### PROBLEM
Return, from the material below, each line in which the word "JournalControl" is present.

[[ RECORDED DATA open ]]

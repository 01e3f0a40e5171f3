pub mod filter_input;
pub mod pane_chrome;
pub mod scrollable_list;
pub mod status_bar;
pub mod toast;
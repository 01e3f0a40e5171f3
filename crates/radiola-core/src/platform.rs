use std::path::PathBuf;

pub const APP_ID: &str = "io.github.Radiola";

#[cfg(unix)]
pub fn mpv_socket_name() -> String {
    format!("{}/radiola-mpv.sock", std::env::temp_dir().display())
}

#[cfg(windows)]
pub fn mpv_socket_name() -> String {
    "radiola-mpv".to_string()
}

#[cfg(unix)]
pub fn mpv_socket_arg() -> String {
    format!("--input-ipc-server={}", mpv_socket_name())
}

#[cfg(windows)]
pub fn mpv_socket_arg() -> String {
    format!("--input-ipc-server=\\\\.\\pipe\\{}", mpv_socket_name())
}

pub fn data_dir() -> PathBuf {
    // XDG layout on macOS too, for consistency
    #[cfg(unix)]
    {
        dirs::home_dir()
            .unwrap_or_else(|| PathBuf::from("/tmp"))
            .join(".local")
            .join("share")
            .join("radiola")
    }
    #[cfg(windows)]
    {
        dirs::data_local_dir()
            .unwrap_or_else(|| PathBuf::from("."))
            .join("radiola")
    }
}

pub fn config_dir() -> PathBuf {
    #[cfg(unix)]
    {
        dirs::home_dir()
            .unwrap_or_else(|| PathBuf::from("."))
            .join(".config")
            .join("radiola")
    }
    #[cfg(windows)]
    {
        dirs::config_dir()
            .unwrap_or_else(|| PathBuf::from("."))
            .join("radiola")
    }
}

pub fn temp_dir() -> PathBuf {
    std::env::temp_dir()
}

pub fn cache_dir() -> PathBuf {
    #[cfg(unix)]
    {
        dirs::home_dir()
            .unwrap_or_else(temp_dir)
            .join(".cache")
            .join("radiola")
    }
    #[cfg(windows)]
    {
        dirs::cache_dir()
            .unwrap_or_else(temp_dir)
            .join("radiola")
    }
}

/// Directory for downloaded cover art.
pub fn covers_dir() -> PathBuf {
    cache_dir().join("covers")
}

#[cfg(unix)]
pub fn mpv_binary_name() -> &'static str {
    "mpv"
}

#[cfg(windows)]
pub fn mpv_binary_name() -> &'static str {
    "mpv.exe"
}

/// Find mpv: beside the current exe first, then on PATH.
pub fn find_mpv_binary() -> Option<PathBuf> {
    let exe_name = mpv_binary_name();

    if let Ok(current_exe) = std::env::current_exe() {
        if let Some(dir) = current_exe.parent() {
            let local_mpv = dir.join(exe_name);
            if local_mpv.exists() {
                return Some(local_mpv);
            }
        }
    }

    let path = std::env::var_os("PATH")?;
    std::env::split_paths(&path)
        .map(|dir| dir.join(exe_name))
        .find(|p| p.exists())
}
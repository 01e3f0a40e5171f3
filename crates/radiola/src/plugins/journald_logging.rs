//! Send logs to the systemd journal.

use async_trait::async_trait;
use tracing::{info, Level};

use radiola_core::settings::SettingsHandle;

use crate::logging::JournalControl;
use crate::plugin::{Plugin, PluginContext, PluginError, PrefItem, PrefKind, PrefValue};

const DEFAULT_LEVEL: &str = "verbose";
const LEVELS: [(&str, &str); 3] = [
    ("debug", "High - debug"),
    ("verbose", "Default - verbose"),
    ("warning", "Low - warning"),
];
const DEBUG_WARNING: &str = "The debug logging level is not recommended unless you are \
    actually debugging an issue, as it generates very large logs.\n\n\
    Are you sure you want to set logging to debug?";

pub fn level_for(name: &str) -> Option<Level> {
    match name {
        "debug" => Some(Level::DEBUG),
        "verbose" => Some(Level::INFO),
        "warning" => Some(Level::WARN),
        _ => None,
    }
}

/// Stored level name, falling back to the default for empty or unknown data.
fn stored_level(settings: &SettingsHandle) -> String {
    let data = settings.data();
    if level_for(&data).is_some() {
        data
    } else {
        DEFAULT_LEVEL.to_string()
    }
}

pub struct JournaldLogging {
    journal: JournalControl,
}

impl JournaldLogging {
    pub fn create(ctx: &PluginContext) -> Box<dyn Plugin> {
        Box::new(Self {
            journal: ctx.journal.clone(),
        })
    }

    fn apply(&self, settings: &SettingsHandle, name: &str) -> anyhow::Result<()> {
        settings.set_data(name)?;
        self.journal.set_level(level_for(name));
        info!("setting journald logging level to: {}", name);
        Ok(())
    }
}

#[async_trait]
impl Plugin for JournaldLogging {
    fn name(&self) -> &'static str {
        "journald_logging"
    }

    fn description(&self) -> &'static str {
        "Store logs with the journald service"
    }

    fn default_enabled(&self) -> bool {
        true
    }

    async fn prepare(&mut self, _settings: &SettingsHandle) -> Result<(), PluginError> {
        if self.journal.is_available() {
            Ok(())
        } else {
            Err(PluginError::Unavailable("journald is not available".into()))
        }
    }

    async fn enable(&mut self, settings: &SettingsHandle) -> anyhow::Result<()> {
        let level = stored_level(settings);
        self.apply(settings, &level)
    }

    async fn disable(&mut self) -> anyhow::Result<()> {
        self.journal.set_level(None);
        Ok(())
    }

    fn preferences(&self, settings: &SettingsHandle) -> Option<Vec<PrefItem>> {
        Some(vec![PrefItem {
            key: "level".into(),
            label: "Set the journald logging level for Radiola".into(),
            kind: PrefKind::Choice {
                options: LEVELS
                    .iter()
                    .map(|(value, label)| (value.to_string(), label.to_string()))
                    .collect(),
                selected: stored_level(settings),
                confirm: Some(("debug".into(), DEBUG_WARNING.into())),
            },
        }])
    }

    fn set_preference(
        &mut self,
        settings: &SettingsHandle,
        key: &str,
        value: PrefValue,
    ) -> anyhow::Result<()> {
        match (key, value) {
            ("level", PrefValue::Choice(name)) if level_for(&name).is_some() => {
                if name == stored_level(settings) {
                    return Ok(());
                }
                self.apply(settings, &name)
            }
            _ => Ok(()),
        }
    }

    fn reset_preferences(&mut self, settings: &SettingsHandle) -> anyhow::Result<()> {
        settings.reset_data()?;
        if self.journal.level().is_some() {
            self.journal.set_level(level_for(DEFAULT_LEVEL));
        }
        Ok(())
    }
}

#[cfg(test)]
mod tests {
    use super::*;
    use radiola_core::config::Config;
    use radiola_core::settings::SettingsStore;

    fn handle() -> (tempfile::TempDir, SettingsHandle) {
        let dir = tempfile::tempdir().unwrap();
        let store = SettingsStore::new(Config::default(), dir.path().join("config.toml"));
        (dir, store.plugin("journald_logging", true))
    }

    #[tokio::test]
    async fn unavailable_journal_fails_prepare() {
        let (_dir, settings) = handle();
        let mut plugin = JournaldLogging {
            journal: JournalControl::detached(false),
        };
        assert_eq!(
            plugin.prepare(&settings).await,
            Err(PluginError::Unavailable("journald is not available".into()))
        );
    }

    #[tokio::test]
    async fn enable_applies_stored_level_and_disable_turns_off() {
        let (_dir, settings) = handle();
        let journal = JournalControl::detached(true);
        let mut plugin = JournaldLogging {
            journal: journal.clone(),
        };

        plugin.enable(&settings).await.unwrap();
        assert_eq!(journal.level(), Some(Level::INFO));
        assert_eq!(settings.data(), "verbose");

        plugin
            .set_preference(&settings, "level", PrefValue::Choice("debug".into()))
            .unwrap();
        assert_eq!(journal.level(), Some(Level::DEBUG));
        assert_eq!(settings.data(), "debug");

        plugin
            .set_preference(&settings, "level", PrefValue::Choice("loud".into()))
            .unwrap();
        assert_eq!(settings.data(), "debug");

        plugin.disable().await.unwrap();
        assert_eq!(journal.level(), None);
    }

    #[test]
    fn debug_choice_needs_confirmation() {
        let (_dir, settings) = handle();
        let plugin = JournaldLogging {
            journal: JournalControl::detached(true),
        };
        let prefs = plugin.preferences(&settings).unwrap();
        match &prefs[0].kind {
            PrefKind::Choice {
                selected, confirm, ..
            } => {
                assert_eq!(selected, "verbose");
                assert_eq!(confirm.as_ref().map(|(v, _)| v.as_str()), Some("debug"));
            }
            other => panic!("unexpected {:?}", other),
        }
    }
}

[[ RECORDED DATA closed ]]

### EXERCISE OUTPUT
use crate::logging::JournalControl;
    journal: JournalControl,
            journal: JournalControl::detached(false),
        let journal = JournalControl::detached(true);
            journal: JournalControl::detached(true),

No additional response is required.